Records from a data source
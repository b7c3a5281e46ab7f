pub mod backends;
pub mod keeper;
pub mod traits;

#[cfg(feature = "json")]
pub use backends::JsonDescription;
pub use keeper::{ArrayKey, ArrayKeeper, ArraySlot, GenerationalKeeper, KeeperError, KeeperStats};
pub use traits::DocumentParser;

// Re-export for convenience
pub use meshtree_common::{Document, DocumentError};
#[cfg(feature = "json")]
pub mod json;

#[cfg(feature = "json")]
pub use json::JsonDescription;
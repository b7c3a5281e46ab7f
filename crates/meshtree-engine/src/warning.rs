use meshtree_common::Center;
use thiserror::Error;

/// Non-fatal problems found while indexing a document.
#[derive(Clone, Debug, PartialEq, Eq, Error)]
pub enum StructuralWarning {
    #[error("unnamed attribute on '{owner}' skipped")]
    UnnamedAttribute { owner: String },

    #[error("attribute '{attribute}' has unrecognized association '{center}' for a {owner_kind}")]
    UnrecognizedAssociation {
        attribute: String,
        center: Center,
        owner_kind: &'static str,
    },

    #[error("unknown item kind '{kind}' for '{name}' in the hierarchy")]
    UnknownItemKind { name: String, kind: String },
}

▶ Exercise aim: Using the entries above, copy exactly the lines from the one containing "filename crates/meshtree-engine/src/warning.rs" through the last, both included.

▶ Answer to the exercise:
filename crates/meshtree-engine/src/warning.rs
use meshtree_common::Center;
use thiserror::Error;

/// Non-fatal problems found while indexing a document.
#[derive(Clone, Debug, PartialEq, Eq, Error)]
pub enum StructuralWarning {
    #[error("unnamed attribute on '{owner}' skipped")]
    UnnamedAttribute { owner: String },

    #[error("attribute '{attribute}' has unrecognized association '{center}' for a {owner_kind}")]
    UnrecognizedAssociation {
        attribute: String,
        center: Center,
        owner_kind: &'static str,
    },

    #[error("unknown item kind '{kind}' for '{name}' in the hierarchy")]
    UnknownItemKind { name: String, kind: String },
}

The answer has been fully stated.